INSTRUCTIONS FOR THE TASK -> Every line with the word "expected" in it should be extracted from the data that follows.

DATA SHOWN ->
- - - -
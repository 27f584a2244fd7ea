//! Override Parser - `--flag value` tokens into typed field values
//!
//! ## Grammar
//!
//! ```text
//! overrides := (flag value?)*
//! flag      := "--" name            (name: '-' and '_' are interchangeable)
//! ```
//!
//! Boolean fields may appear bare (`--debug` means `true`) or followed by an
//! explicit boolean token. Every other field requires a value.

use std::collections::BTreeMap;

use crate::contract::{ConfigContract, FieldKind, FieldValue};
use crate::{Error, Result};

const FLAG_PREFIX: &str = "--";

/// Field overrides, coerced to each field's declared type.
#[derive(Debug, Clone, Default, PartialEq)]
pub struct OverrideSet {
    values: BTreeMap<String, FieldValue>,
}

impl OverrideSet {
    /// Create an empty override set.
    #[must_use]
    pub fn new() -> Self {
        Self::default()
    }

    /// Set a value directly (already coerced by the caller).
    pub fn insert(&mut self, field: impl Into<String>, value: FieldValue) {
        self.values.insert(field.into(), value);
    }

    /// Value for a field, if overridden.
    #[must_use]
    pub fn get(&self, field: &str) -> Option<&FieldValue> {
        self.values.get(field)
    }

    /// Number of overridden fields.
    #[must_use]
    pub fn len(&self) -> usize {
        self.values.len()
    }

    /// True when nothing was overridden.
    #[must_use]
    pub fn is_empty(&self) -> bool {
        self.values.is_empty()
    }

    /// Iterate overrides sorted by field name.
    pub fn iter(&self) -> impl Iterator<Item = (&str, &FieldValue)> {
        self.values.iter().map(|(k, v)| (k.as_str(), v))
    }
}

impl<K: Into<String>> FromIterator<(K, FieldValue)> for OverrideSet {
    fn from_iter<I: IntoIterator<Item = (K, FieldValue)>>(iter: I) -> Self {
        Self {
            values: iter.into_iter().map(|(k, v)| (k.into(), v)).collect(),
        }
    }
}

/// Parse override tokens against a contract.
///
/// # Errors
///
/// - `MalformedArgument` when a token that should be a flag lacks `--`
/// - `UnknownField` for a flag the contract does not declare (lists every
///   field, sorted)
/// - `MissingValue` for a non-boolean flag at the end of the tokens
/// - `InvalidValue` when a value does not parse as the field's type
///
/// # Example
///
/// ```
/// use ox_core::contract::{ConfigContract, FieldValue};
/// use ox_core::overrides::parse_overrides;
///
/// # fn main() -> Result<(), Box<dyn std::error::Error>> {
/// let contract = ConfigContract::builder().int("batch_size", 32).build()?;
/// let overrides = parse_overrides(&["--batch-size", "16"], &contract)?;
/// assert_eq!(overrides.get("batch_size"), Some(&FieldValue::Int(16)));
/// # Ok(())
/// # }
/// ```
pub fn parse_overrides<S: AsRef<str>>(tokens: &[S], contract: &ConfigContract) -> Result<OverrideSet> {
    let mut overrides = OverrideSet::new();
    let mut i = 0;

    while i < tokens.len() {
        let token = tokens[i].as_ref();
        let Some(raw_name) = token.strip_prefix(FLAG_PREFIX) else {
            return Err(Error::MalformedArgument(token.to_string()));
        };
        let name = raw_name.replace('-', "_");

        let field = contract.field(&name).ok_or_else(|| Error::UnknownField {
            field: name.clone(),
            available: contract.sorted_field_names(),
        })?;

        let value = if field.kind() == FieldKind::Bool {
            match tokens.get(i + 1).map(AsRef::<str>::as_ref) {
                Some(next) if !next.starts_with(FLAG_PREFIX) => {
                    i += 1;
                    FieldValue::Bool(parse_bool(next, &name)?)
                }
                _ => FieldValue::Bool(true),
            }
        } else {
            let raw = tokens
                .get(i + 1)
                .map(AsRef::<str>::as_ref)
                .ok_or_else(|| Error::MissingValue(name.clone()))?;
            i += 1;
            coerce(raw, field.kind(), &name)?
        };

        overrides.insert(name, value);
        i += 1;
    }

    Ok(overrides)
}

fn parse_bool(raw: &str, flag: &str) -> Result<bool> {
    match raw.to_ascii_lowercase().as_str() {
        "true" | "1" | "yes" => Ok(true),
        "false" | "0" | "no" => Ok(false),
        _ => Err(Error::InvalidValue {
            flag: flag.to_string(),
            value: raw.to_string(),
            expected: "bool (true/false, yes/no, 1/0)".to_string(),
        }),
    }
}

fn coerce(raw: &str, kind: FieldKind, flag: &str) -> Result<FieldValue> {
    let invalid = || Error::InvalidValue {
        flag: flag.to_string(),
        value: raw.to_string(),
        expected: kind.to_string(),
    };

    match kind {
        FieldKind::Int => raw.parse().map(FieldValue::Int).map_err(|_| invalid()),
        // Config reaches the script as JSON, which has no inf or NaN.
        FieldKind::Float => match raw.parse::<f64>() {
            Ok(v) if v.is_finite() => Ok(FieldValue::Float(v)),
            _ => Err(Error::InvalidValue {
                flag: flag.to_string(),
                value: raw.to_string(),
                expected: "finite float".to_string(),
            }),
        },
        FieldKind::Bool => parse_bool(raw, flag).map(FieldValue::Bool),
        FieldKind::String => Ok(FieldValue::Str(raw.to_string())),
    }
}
- - - -
WRITTEN ANSWER ->
            expected: "bool (true/false, yes/no, 1/0)".to_string(),
        expected: kind.to_string(),
                expected: "finite float".to_string(),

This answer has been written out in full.